Une partie de l'opposition, consciente de cette situation et des possibilités de changement, s'est organisée et unie dans un front contre Erdogan. Cette coalition, appelée la Table des Six, est dirigée par Kemal Kiliçdaroglu, chef du Parti républicain du peuple (CHP), laïc et de centre-gauche. Le CHP, fondé par le père de la République turque, Mustafa Kemal Atatürk, est le plus ancien parti du pays et le principal parti d'opposition.
Cette alliance comprend également le Parti Iyi de Meral Aksener, le Parti de la démocratie et du progrès (DEVA) d'Ali Babacan, le Parti démocrate de Gültekin Uysal, le Parti du bonheur de Temel Karamollaoglu et le Parti du futur d'Ahmet Davotoglu. Ces formations se situent à différents endroits de l'échiquier politique et représentent différentes idéologies. Cependant, elles ont toutes un objectif commun : chasser Erdogan du pouvoir.
"Nous sommes très près de renverser le trône des tyrans", a déclaré Kiliçdaroglu après avoir été élu à la tête de la coalition. Le chef du CHP a promis de gouverner la Turquie "avec consultation et consensus". "Notre table est celle de la paix. Notre objectif est de mener le pays vers la prospérité, la paix et la joie", a déclaré l'homme politique de 74 ans, cité par Reuters.
"Ils semblent avoir formé une alliance solide, ce qui est tout à fait remarquable et sans précédent compte tenu des divisions inhérentes à la politique turque", a déclaré à Atalayar Shivan Fazil, chercheur à l'Institut international de recherche sur la paix de Stockholm (SIPRI).
Les Six Tables se présentent comme une "plateforme politique alternative". Ils ont promis de restaurer un système parlementaire "renforcé", l'État de droit, plus de liberté, et d'abolir le système présidentiel exécutif qui a donné un pouvoir incontrôlable au président Erdogan", note Fazil.
Outre Erdogan et la coalition dirigée par Kiliçdaroglu, les deux autres candidats à la présidence sont Muharrem Ince et Sinan Ogan.
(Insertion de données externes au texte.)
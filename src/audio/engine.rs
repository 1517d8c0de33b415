use std::path::Path;
use std::sync::{Arc, Mutex, MutexGuard, PoisonError};
use std::thread::{self, JoinHandle};
use log::{debug, error, info, warn};

use crate::audio::backend::SystemBackend;
use crate::audio::session::{ControlSnapshot, PlaybackSession, SessionControl, SessionEnd};
use crate::audio::AudioBackend;
use crate::config::EngineConfig;
use crate::error::{AudioError, PlayerError, PlaylistError};
use crate::logging::{AudioEvent, AudioEventType, AudioLogger};
use crate::models::{EngineState, EngineStatus, Track};
use crate::queue::{resolve_paths, scan_folder, Playlist};

/// Invoked on the playback thread with the path of each track that played to its end.
///
/// Must not call back into the engine's control methods.
pub type TrackEndCallback = Box<dyn Fn(&Path) + Send + Sync>;

/// Flags shared between callers and the playback thread
#[derive(Debug)]
struct EngineFlags {
    playlist: Playlist,
    volume: f32,
    paused: bool,
    stop: bool,
    /// Set by stop()/next()/previous()/load() so the thread does not auto-advance
    manual_stop: bool,
    session_active: bool,
    /// True once a decoder and output are open for the current track
    playing: bool,
    fading_out: bool,
    pending_seek: Option<f64>,
    last_error: Option<String>,
}

impl EngineFlags {
    /// Mark the playback thread as done; a later play() starts a fresh one
    fn end_session(&mut self) {
        self.session_active = false;
        self.playing = false;
        self.paused = false;
        self.fading_out = false;
        self.pending_seek = None;
    }
}

struct Shared {
    flags: Mutex<EngineFlags>,
    backend: Arc<dyn AudioBackend>,
    config: EngineConfig,
    on_track_end: Option<TrackEndCallback>,
    logger: AudioLogger,
}

impl Shared {
    fn lock(&self) -> MutexGuard<'_, EngineFlags> {
        self.flags.lock().unwrap_or_else(PoisonError::into_inner)
    }

    /// Move the cursor after a track ended on its own. False means go idle,
    /// in which case the session is already marked as ended.
    fn advance_after_end(&self) -> bool {
        let mut flags = self.lock();
        let advanced = if flags.stop || flags.manual_stop {
            false
        } else if !self.config.repeat_playlist && flags.playlist.is_at_last() {
            debug!("Reached end of playlist");
            false
        } else {
            flags.playlist.advance().is_some()
        };
        if !advanced {
            flags.end_session();
        }
        advanced
    }
}

impl SessionControl for Shared {
    fn poll(&self) -> ControlSnapshot {
        let mut flags = self.lock();
        ControlSnapshot {
            stop: flags.stop,
            paused: flags.paused,
            volume: flags.volume,
            seek: flags.pending_seek.take(),
        }
    }

    fn fade_out_started(&self) {
        self.lock().fading_out = true;
    }
}

/// Clears the session flags when the playback thread exits, including by panic
struct WorkerGuard<'a>(&'a Shared);

impl Drop for WorkerGuard<'_> {
    fn drop(&mut self) {
        self.0.lock().end_session();
    }
}

/// Playlist-driven playback engine.
///
/// At most one playback thread, and therefore one open output, exists at a time.
/// Control methods are safe to call from any thread.
pub struct PlaybackEngine {
    shared: Arc<Shared>,
    /// Serialises play/stop/next/previous/load and owns the playback thread handle
    worker: Mutex<Option<JoinHandle<()>>>,
}

impl PlaybackEngine {
    pub fn new(
        config: EngineConfig,
        backend: Arc<dyn AudioBackend>,
        on_track_end: Option<TrackEndCallback>,
    ) -> Self {
        let config = config.validated();
        if config.crossfade_secs > 0.0 {
            debug!(
                "crossfade_secs = {} is accepted but tracks are played back to back",
                config.crossfade_secs
            );
        }

        let flags = EngineFlags {
            playlist: Playlist::new(),
            volume: config.default_volume,
            paused: false,
            stop: false,
            manual_stop: false,
            session_active: false,
            playing: false,
            fading_out: false,
            pending_seek: None,
            last_error: None,
        };

        Self {
            shared: Arc::new(Shared {
                flags: Mutex::new(flags),
                backend,
                config,
                on_track_end,
                logger: AudioLogger::new(),
            }),
            worker: Mutex::new(None),
        }
    }

    /// Engine on the system audio stack (symphonia + cpal)
    pub fn system(config: EngineConfig, on_track_end: Option<TrackEndCallback>) -> Self {
        let backend = Arc::new(SystemBackend::new(&config));
        Self::new(config, backend, on_track_end)
    }

    pub fn config(&self) -> &EngineConfig {
        &self.shared.config
    }

    fn lock_worker(&self) -> MutexGuard<'_, Option<JoinHandle<()>>> {
        self.worker.lock().unwrap_or_else(PoisonError::into_inner)
    }

    /// Stop any playback and replace the playlist. Relative paths resolve against `media_root`.
    pub fn load<I, P>(&self, paths: I)
    where
        I: IntoIterator<Item = P>,
        P: AsRef<Path>,
    {
        let tracks = resolve_paths(self.shared.config.media_root.as_deref(), paths);
        self.load_tracks(tracks);
    }

    /// Stop any playback and replace the playlist with already resolved tracks
    pub fn load_tracks(&self, tracks: Vec<Track>) {
        let mut worker = self.lock_worker();
        self.stop_locked(&mut worker);

        info!("Loaded playlist with {} track(s)", tracks.len());
        self.shared.lock().playlist.load(tracks);
    }

    /// Load every supported file in `dir`, sorted by path
    pub fn load_folder(&self, dir: &Path, recursive: bool) -> Result<usize, PlaylistError> {
        let dir = match &self.shared.config.media_root {
            Some(root) if dir.is_relative() => root.join(dir),
            _ => dir.to_path_buf(),
        };
        let tracks = scan_folder(&dir, recursive)?;
        let count = tracks.len();

        let mut worker = self.lock_worker();
        self.stop_locked(&mut worker);

        info!("Loaded {} track(s) from {}", count, dir.display());
        self.shared.lock().playlist.load(tracks);
        Ok(count)
    }

    /// Start the current track, or resume if paused. No-op on an empty playlist.
    pub fn play(&self) -> Result<(), PlayerError> {
        let mut worker = self.lock_worker();
        self.play_locked(&mut worker)
    }

    pub fn resume(&self) -> Result<(), PlayerError> {
        self.play()
    }

    fn play_locked(&self, worker: &mut Option<JoinHandle<()>>) -> Result<(), PlayerError> {
        {
            let mut flags = self.shared.lock();
            if flags.playlist.current().is_none() {
                debug!("play() ignored: playlist is empty");
                return Ok(());
            }
            if flags.session_active {
                if flags.paused {
                    flags.paused = false;
                    drop(flags);
                    self.shared.logger.log_event(AudioEventType::PlaybackResumed, "Resumed".to_string());
                }
                return Ok(());
            }
        }

        // The previous thread has cleared session_active and is about to exit
        if let Some(handle) = worker.take() {
            join_worker(handle);
        }

        {
            let mut flags = self.shared.lock();
            flags.stop = false;
            flags.manual_stop = false;
            flags.paused = false;
            flags.fading_out = false;
            flags.pending_seek = None;
            flags.session_active = true;
        }

        let shared = Arc::clone(&self.shared);
        let handle = thread::Builder::new()
            .name("jukebox-playback".to_string())
            .spawn(move || run_worker(shared))
            .map_err(|e| {
                self.shared.lock().session_active = false;
                AudioError::InitializationFailed(format!("Failed to spawn playback thread: {}", e))
            })?;

        *worker = Some(handle);
        Ok(())
    }

    /// Hold the stream at its current position. Idempotent.
    pub fn pause(&self) {
        let mut flags = self.shared.lock();
        if !flags.session_active || flags.paused {
            return;
        }
        flags.paused = true;
        drop(flags);
        self.shared.logger.log_event(AudioEventType::PlaybackPaused, "Paused".to_string());
    }

    /// Stop playback, fading out unless paused, and wait for the playback thread to exit
    pub fn stop(&self) {
        let mut worker = self.lock_worker();
        self.stop_locked(&mut worker);
    }

    fn stop_locked(&self, worker: &mut Option<JoinHandle<()>>) {
        let was_active = {
            let mut flags = self.shared.lock();
            flags.manual_stop = true;
            flags.pending_seek = None;
            if flags.session_active {
                flags.stop = true;
            }
            flags.session_active
        };

        if let Some(handle) = worker.take() {
            if handle.thread().id() == thread::current().id() {
                warn!("stop() called from the playback thread; not waiting for it");
                *worker = Some(handle);
                return;
            }
            join_worker(handle);
        }

        {
            let mut flags = self.shared.lock();
            flags.stop = false;
            flags.paused = false;
            flags.playing = false;
            flags.fading_out = false;
        }

        if was_active {
            self.shared.logger.log_playback_stopped("stopped by caller");
        }
    }

    /// Stop, move to the next track (wrapping) and start it
    pub fn next(&self) -> Result<(), PlayerError> {
        let mut worker = self.lock_worker();
        self.stop_locked(&mut worker);

        if self.shared.lock().playlist.advance().is_none() {
            return Ok(());
        }
        self.play_locked(&mut worker)
    }

    /// Stop, move to the previous track (wrapping) and start it
    pub fn previous(&self) -> Result<(), PlayerError> {
        let mut worker = self.lock_worker();
        self.stop_locked(&mut worker);

        if self.shared.lock().playlist.retreat().is_none() {
            return Ok(());
        }
        self.play_locked(&mut worker)
    }

    /// Request a jump to `seconds` into the current track; applied before the next block
    pub fn seek(&self, seconds: f64) -> Result<(), PlayerError> {
        if !seconds.is_finite() || seconds < 0.0 {
            return Err(AudioError::InvalidState(format!("cannot seek to {}", seconds)).into());
        }

        let mut flags = self.shared.lock();
        if !flags.session_active {
            return Err(AudioError::InvalidState("no active session".to_string()).into());
        }
        flags.pending_seek = Some(seconds);
        Ok(())
    }

    /// Set the volume, clamped to [0.0, 1.0]. Takes effect on the next block.
    pub fn set_volume(&self, volume: f32) {
        if volume.is_nan() {
            warn!("Ignoring NaN volume");
            return;
        }
        self.shared.lock().volume = volume.clamp(0.0, 1.0);
    }

    pub fn get_volume(&self) -> f32 {
        self.shared.lock().volume
    }

    /// True while a track is streaming and not paused
    pub fn is_playing(&self) -> bool {
        let flags = self.shared.lock();
        flags.playing && !flags.paused
    }

    pub fn is_paused(&self) -> bool {
        let flags = self.shared.lock();
        flags.session_active && flags.paused
    }

    pub fn current_track(&self) -> Option<Track> {
        self.shared.lock().playlist.current().cloned()
    }

    pub fn playlist(&self) -> Vec<Track> {
        self.shared.lock().playlist.tracks().to_vec()
    }

    pub fn state(&self) -> EngineState {
        state_of(&self.shared.lock())
    }

    pub fn status(&self) -> EngineStatus {
        let flags = self.shared.lock();
        EngineStatus {
            state: state_of(&flags),
            volume: flags.volume,
            current_track: flags.playlist.current().cloned(),
            current_index: flags.playlist.current_index(),
            playlist_len: flags.playlist.len(),
            last_error: flags.last_error.clone(),
        }
    }

    /// Most recent failure to open or stream a track
    pub fn last_error(&self) -> Option<String> {
        self.shared.lock().last_error.clone()
    }

    pub fn recent_events(&self, count: usize) -> Vec<AudioEvent> {
        self.shared.logger.recent_events(count)
    }
}

impl Drop for PlaybackEngine {
    fn drop(&mut self) {
        self.stop();
    }
}

fn state_of(flags: &EngineFlags) -> EngineState {
    if !flags.session_active {
        EngineState::Idle
    } else if flags.fading_out {
        EngineState::StoppingWithFade
    } else if flags.paused {
        EngineState::Paused
    } else {
        EngineState::Streaming
    }
}

fn join_worker(handle: JoinHandle<()>) {
    if handle.join().is_err() {
        error!("Playback thread panicked");
    }
}

/// Playback thread: plays the current track, then keeps advancing until stopped
fn run_worker(shared: Arc<Shared>) {
    let _guard = WorkerGuard(&shared);
    let mut consecutive_failures = 0;

    loop {
        let track = {
            let flags = shared.lock();
            if flags.stop {
                break;
            }
            match flags.playlist.current() {
                Some(track) => track.clone(),
                None => break,
            }
        };

        match play_track(&shared, &track) {
            Ok(SessionEnd::Finished) => {
                consecutive_failures = 0;
                shared.logger.log_track_finished(&track.path().to_string_lossy());
                if let Some(callback) = &shared.on_track_end {
                    callback(track.path());
                }
                if !shared.advance_after_end() {
                    break;
                }
            }
            Ok(SessionEnd::Stopped) => break,
            Err(e) => {
                consecutive_failures += 1;
                let event_type = match e {
                    PlayerError::Decode(_) => AudioEventType::DecodeError,
                    _ => AudioEventType::StreamError,
                };
                shared.logger.log_event(event_type, format!("{}: {}", track.path().display(), e));

                let give_up = {
                    let mut flags = shared.lock();
                    flags.last_error = Some(e.to_string());
                    let give_up = consecutive_failures >= flags.playlist.len();
                    if give_up {
                        flags.end_session();
                    }
                    give_up
                };
                if give_up {
                    warn!("No track in the playlist could be played; going idle");
                    break;
                }
                if !shared.advance_after_end() {
                    break;
                }
            }
        }
    }

    debug!("Playback thread exiting");
}

fn play_track(shared: &Shared, track: &Track) -> Result<SessionEnd, PlayerError> {
    let mut session = PlaybackSession::open(shared.backend.as_ref(), track, &shared.config, shared.logger.clone())?;

    {
        let mut flags = shared.lock();
        flags.playing = true;
        flags.fading_out = false;
    }
    shared.logger.log_playback_started(
        &track.path().to_string_lossy(),
        &format!("{} Hz, {} ch", session.sample_rate(), session.channels()),
    );

    let result = session.run(shared);
    drop(session);

    {
        let mut flags = shared.lock();
        flags.playing = false;
        flags.fading_out = false;
    }
    result
}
Ince, ancien membre du CHP, dirige aujourd'hui le Parti de la patrie, tandis qu'Ogan est à la tête du Parti d'action nationaliste (MHP), un parti d'extrême droite. Tous deux ont été critiqués pour avoir favorisé Erdogan, car ils ont divisé le vote de l'opposition en ne faisant pas partie de l'alliance de Kiliçdaroglu, ce qui rend difficile la victoire de ce dernier au premier tour.
Si aucun des candidats à la présidence n'obtient 50 % des voix le 14 mai, les Turcs retourneront aux urnes deux semaines plus tard pour choisir entre les deux candidats ayant obtenu le plus de voix au premier tour.
Outre les partis politiques de l'alliance, Kiliçdaroglu bénéficie du soutien des maires populaires d'Istanbul et d'Ankara, respectivement Ekrem Imamoglu et Mansur Yavas, qui pourraient devenir vice-présidents en cas de victoire de Kiliçdaroglu aux élections.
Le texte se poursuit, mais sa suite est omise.